What the task requires: Write out each line of the material again, word for word.
──────── Exercise data
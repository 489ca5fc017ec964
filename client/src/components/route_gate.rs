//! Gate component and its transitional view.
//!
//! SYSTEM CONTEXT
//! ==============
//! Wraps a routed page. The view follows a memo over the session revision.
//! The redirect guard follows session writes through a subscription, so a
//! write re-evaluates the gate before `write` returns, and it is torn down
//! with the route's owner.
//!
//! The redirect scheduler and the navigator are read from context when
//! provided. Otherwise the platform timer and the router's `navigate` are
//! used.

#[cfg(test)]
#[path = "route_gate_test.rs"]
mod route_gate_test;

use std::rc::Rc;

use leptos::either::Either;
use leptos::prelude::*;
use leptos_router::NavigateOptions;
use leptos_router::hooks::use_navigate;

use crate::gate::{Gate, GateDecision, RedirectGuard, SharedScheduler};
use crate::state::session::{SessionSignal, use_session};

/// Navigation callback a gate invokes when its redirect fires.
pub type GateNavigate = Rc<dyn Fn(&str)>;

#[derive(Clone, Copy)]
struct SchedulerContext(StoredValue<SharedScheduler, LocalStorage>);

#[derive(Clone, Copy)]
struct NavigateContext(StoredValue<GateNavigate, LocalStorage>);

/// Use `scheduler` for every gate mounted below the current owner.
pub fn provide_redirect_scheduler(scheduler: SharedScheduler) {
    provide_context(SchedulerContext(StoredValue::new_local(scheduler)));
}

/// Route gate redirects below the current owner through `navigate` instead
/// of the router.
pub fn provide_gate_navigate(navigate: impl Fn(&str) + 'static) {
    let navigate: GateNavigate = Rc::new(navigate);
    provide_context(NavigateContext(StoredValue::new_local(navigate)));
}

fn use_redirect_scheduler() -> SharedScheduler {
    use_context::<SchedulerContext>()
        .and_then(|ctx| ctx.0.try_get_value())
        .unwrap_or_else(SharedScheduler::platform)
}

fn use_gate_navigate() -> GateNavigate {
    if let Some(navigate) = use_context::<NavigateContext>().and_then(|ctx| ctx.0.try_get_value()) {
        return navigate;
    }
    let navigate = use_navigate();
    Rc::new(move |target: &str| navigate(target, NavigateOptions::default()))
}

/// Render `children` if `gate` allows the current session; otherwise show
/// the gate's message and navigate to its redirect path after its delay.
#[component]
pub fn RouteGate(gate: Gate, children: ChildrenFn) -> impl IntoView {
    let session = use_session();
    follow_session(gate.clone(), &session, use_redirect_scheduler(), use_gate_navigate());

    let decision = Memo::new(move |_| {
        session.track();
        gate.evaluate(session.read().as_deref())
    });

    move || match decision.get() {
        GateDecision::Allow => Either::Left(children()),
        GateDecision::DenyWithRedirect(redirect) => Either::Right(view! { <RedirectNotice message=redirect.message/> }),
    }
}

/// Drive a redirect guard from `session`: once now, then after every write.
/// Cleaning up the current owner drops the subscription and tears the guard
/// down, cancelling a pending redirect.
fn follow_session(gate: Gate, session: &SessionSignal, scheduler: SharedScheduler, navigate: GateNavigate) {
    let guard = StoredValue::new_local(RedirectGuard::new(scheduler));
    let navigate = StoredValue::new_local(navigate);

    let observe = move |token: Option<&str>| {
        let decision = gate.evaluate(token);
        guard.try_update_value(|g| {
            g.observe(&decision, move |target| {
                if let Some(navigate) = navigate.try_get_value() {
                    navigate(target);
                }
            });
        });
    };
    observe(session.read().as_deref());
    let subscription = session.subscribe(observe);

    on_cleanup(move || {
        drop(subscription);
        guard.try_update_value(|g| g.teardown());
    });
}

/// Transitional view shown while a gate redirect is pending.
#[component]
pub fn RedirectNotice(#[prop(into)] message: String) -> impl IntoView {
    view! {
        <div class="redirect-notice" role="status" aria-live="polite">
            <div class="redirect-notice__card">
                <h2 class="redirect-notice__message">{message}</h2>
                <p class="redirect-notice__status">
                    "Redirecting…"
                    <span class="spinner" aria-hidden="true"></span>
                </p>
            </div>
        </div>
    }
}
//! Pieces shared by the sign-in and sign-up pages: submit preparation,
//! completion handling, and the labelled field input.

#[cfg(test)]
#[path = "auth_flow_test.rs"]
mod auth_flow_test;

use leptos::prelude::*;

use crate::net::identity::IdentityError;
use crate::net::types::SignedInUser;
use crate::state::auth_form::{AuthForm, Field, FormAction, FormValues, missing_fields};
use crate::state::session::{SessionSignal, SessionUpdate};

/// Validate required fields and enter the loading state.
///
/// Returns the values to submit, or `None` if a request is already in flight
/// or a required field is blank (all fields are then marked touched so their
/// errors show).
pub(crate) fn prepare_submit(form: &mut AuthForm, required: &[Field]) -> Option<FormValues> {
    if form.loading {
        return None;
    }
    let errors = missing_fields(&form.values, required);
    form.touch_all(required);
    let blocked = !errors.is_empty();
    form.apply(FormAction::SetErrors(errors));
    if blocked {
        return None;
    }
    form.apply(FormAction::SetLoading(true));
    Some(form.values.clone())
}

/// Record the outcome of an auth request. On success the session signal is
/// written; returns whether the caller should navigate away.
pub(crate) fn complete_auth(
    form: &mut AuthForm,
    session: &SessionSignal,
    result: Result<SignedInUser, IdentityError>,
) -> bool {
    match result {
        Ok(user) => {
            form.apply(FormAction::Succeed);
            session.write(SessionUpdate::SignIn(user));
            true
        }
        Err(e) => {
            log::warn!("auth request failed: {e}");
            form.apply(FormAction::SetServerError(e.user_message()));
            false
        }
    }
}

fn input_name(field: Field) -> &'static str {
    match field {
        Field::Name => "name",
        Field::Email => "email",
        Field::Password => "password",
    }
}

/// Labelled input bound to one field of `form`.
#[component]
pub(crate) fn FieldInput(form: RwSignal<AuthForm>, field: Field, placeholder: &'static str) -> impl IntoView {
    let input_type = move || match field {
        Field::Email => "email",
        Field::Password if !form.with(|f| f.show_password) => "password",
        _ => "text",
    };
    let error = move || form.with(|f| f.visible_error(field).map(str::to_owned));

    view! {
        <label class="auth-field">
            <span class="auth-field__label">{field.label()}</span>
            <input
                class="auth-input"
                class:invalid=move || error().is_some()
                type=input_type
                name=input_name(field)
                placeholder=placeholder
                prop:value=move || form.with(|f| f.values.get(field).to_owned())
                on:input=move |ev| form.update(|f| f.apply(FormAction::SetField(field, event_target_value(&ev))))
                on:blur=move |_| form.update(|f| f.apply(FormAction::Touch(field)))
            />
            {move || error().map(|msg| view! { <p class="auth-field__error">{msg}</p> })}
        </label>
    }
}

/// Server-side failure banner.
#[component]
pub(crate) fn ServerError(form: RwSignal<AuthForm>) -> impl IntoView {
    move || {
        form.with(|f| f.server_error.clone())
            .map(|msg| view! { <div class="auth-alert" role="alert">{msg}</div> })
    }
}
────────────────
Reply to the task:
repository 489ca5fc017ec964
filename client/src/components/route_gate.rs
//! Gate component and its transitional view.
//!
//! SYSTEM CONTEXT
//! ==============
//! Wraps a routed page. The view follows a memo over the session revision.
//! The redirect guard follows session writes through a subscription, so a
//! write re-evaluates the gate before `write` returns, and it is torn down
//! with the route's owner.
//!
//! The redirect scheduler and the navigator are read from context when
//! provided. Otherwise the platform timer and the router's `navigate` are
//! used.

#[cfg(test)]
#[path = "route_gate_test.rs"]
mod route_gate_test;

use std::rc::Rc;

use leptos::either::Either;
use leptos::prelude::*;
use leptos_router::NavigateOptions;
use leptos_router::hooks::use_navigate;

use crate::gate::{Gate, GateDecision, RedirectGuard, SharedScheduler};
use crate::state::session::{SessionSignal, use_session};

/// Navigation callback a gate invokes when its redirect fires.
pub type GateNavigate = Rc<dyn Fn(&str)>;

#[derive(Clone, Copy)]
struct SchedulerContext(StoredValue<SharedScheduler, LocalStorage>);

#[derive(Clone, Copy)]
struct NavigateContext(StoredValue<GateNavigate, LocalStorage>);

/// Use `scheduler` for every gate mounted below the current owner.
pub fn provide_redirect_scheduler(scheduler: SharedScheduler) {
    provide_context(SchedulerContext(StoredValue::new_local(scheduler)));
}

/// Route gate redirects below the current owner through `navigate` instead
/// of the router.
pub fn provide_gate_navigate(navigate: impl Fn(&str) + 'static) {
    let navigate: GateNavigate = Rc::new(navigate);
    provide_context(NavigateContext(StoredValue::new_local(navigate)));
}

fn use_redirect_scheduler() -> SharedScheduler {
    use_context::<SchedulerContext>()
        .and_then(|ctx| ctx.0.try_get_value())
        .unwrap_or_else(SharedScheduler::platform)
}

fn use_gate_navigate() -> GateNavigate {
    if let Some(navigate) = use_context::<NavigateContext>().and_then(|ctx| ctx.0.try_get_value()) {
        return navigate;
    }
    let navigate = use_navigate();
    Rc::new(move |target: &str| navigate(target, NavigateOptions::default()))
}

/// Render `children` if `gate` allows the current session; otherwise show
/// the gate's message and navigate to its redirect path after its delay.
#[component]
pub fn RouteGate(gate: Gate, children: ChildrenFn) -> impl IntoView {
    let session = use_session();
    follow_session(gate.clone(), &session, use_redirect_scheduler(), use_gate_navigate());

    let decision = Memo::new(move |_| {
        session.track();
        gate.evaluate(session.read().as_deref())
    });

    move || match decision.get() {
        GateDecision::Allow => Either::Left(children()),
        GateDecision::DenyWithRedirect(redirect) => Either::Right(view! { <RedirectNotice message=redirect.message/> }),
    }
}

/// Drive a redirect guard from `session`: once now, then after every write.
/// Cleaning up the current owner drops the subscription and tears the guard
/// down, cancelling a pending redirect.
fn follow_session(gate: Gate, session: &SessionSignal, scheduler: SharedScheduler, navigate: GateNavigate) {
    let guard = StoredValue::new_local(RedirectGuard::new(scheduler));
    let navigate = StoredValue::new_local(navigate);

    let observe = move |token: Option<&str>| {
        let decision = gate.evaluate(token);
        guard.try_update_value(|g| {
            g.observe(&decision, move |target| {
                if let Some(navigate) = navigate.try_get_value() {
                    navigate(target);
                }
            });
        });
    };
    observe(session.read().as_deref());
    let subscription = session.subscribe(observe);

    on_cleanup(move || {
        drop(subscription);
        guard.try_update_value(|g| g.teardown());
    });
}

/// Transitional view shown while a gate redirect is pending.
#[component]
pub fn RedirectNotice(#[prop(into)] message: String) -> impl IntoView {
    view! {
        <div class="redirect-notice" role="status" aria-live="polite">
            <div class="redirect-notice__card">
                <h2 class="redirect-notice__message">{message}</h2>
                <p class="redirect-notice__status">
                    "Redirecting…"
                    <span class="spinner" aria-hidden="true"></span>
                </p>
            </div>
        </div>
    }
}
//! Pieces shared by the sign-in and sign-up pages: submit preparation,
//! completion handling, and the labelled field input.

#[cfg(test)]
#[path = "auth_flow_test.rs"]
mod auth_flow_test;

use leptos::prelude::*;

use crate::net::identity::IdentityError;
use crate::net::types::SignedInUser;
use crate::state::auth_form::{AuthForm, Field, FormAction, FormValues, missing_fields};
use crate::state::session::{SessionSignal, SessionUpdate};

/// Validate required fields and enter the loading state.
///
/// Returns the values to submit, or `None` if a request is already in flight
/// or a required field is blank (all fields are then marked touched so their
/// errors show).
pub(crate) fn prepare_submit(form: &mut AuthForm, required: &[Field]) -> Option<FormValues> {
    if form.loading {
        return None;
    }
    let errors = missing_fields(&form.values, required);
    form.touch_all(required);
    let blocked = !errors.is_empty();
    form.apply(FormAction::SetErrors(errors));
    if blocked {
        return None;
    }
    form.apply(FormAction::SetLoading(true));
    Some(form.values.clone())
}

/// Record the outcome of an auth request. On success the session signal is
/// written; returns whether the caller should navigate away.
pub(crate) fn complete_auth(
    form: &mut AuthForm,
    session: &SessionSignal,
    result: Result<SignedInUser, IdentityError>,
) -> bool {
    match result {
        Ok(user) => {
            form.apply(FormAction::Succeed);
            session.write(SessionUpdate::SignIn(user));
            true
        }
        Err(e) => {
            log::warn!("auth request failed: {e}");
            form.apply(FormAction::SetServerError(e.user_message()));
            false
        }
    }
}

fn input_name(field: Field) -> &'static str {
    match field {
        Field::Name => "name",
        Field::Email => "email",
        Field::Password => "password",
    }
}

/// Labelled input bound to one field of `form`.
#[component]
pub(crate) fn FieldInput(form: RwSignal<AuthForm>, field: Field, placeholder: &'static str) -> impl IntoView {
    let input_type = move || match field {
        Field::Email => "email",
        Field::Password if !form.with(|f| f.show_password) => "password",
        _ => "text",
    };
    let error = move || form.with(|f| f.visible_error(field).map(str::to_owned));

    view! {
        <label class="auth-field">
            <span class="auth-field__label">{field.label()}</span>
            <input
                class="auth-input"
                class:invalid=move || error().is_some()
                type=input_type
                name=input_name(field)
                placeholder=placeholder
                prop:value=move || form.with(|f| f.values.get(field).to_owned())
                on:input=move |ev| form.update(|f| f.apply(FormAction::SetField(field, event_target_value(&ev))))
                on:blur=move |_| form.update(|f| f.apply(FormAction::Touch(field)))
            />
            {move || error().map(|msg| view! { <p class="auth-field__error">{msg}</p> })}
        </label>
    }
}

/// Server-side failure banner.
#[component]
pub(crate) fn ServerError(form: RwSignal<AuthForm>) -> impl IntoView {
    move || {
        form.with(|f| f.server_error.clone())
            .map(|msg| view! { <div class="auth-alert" role="alert">{msg}</div> })
    }
}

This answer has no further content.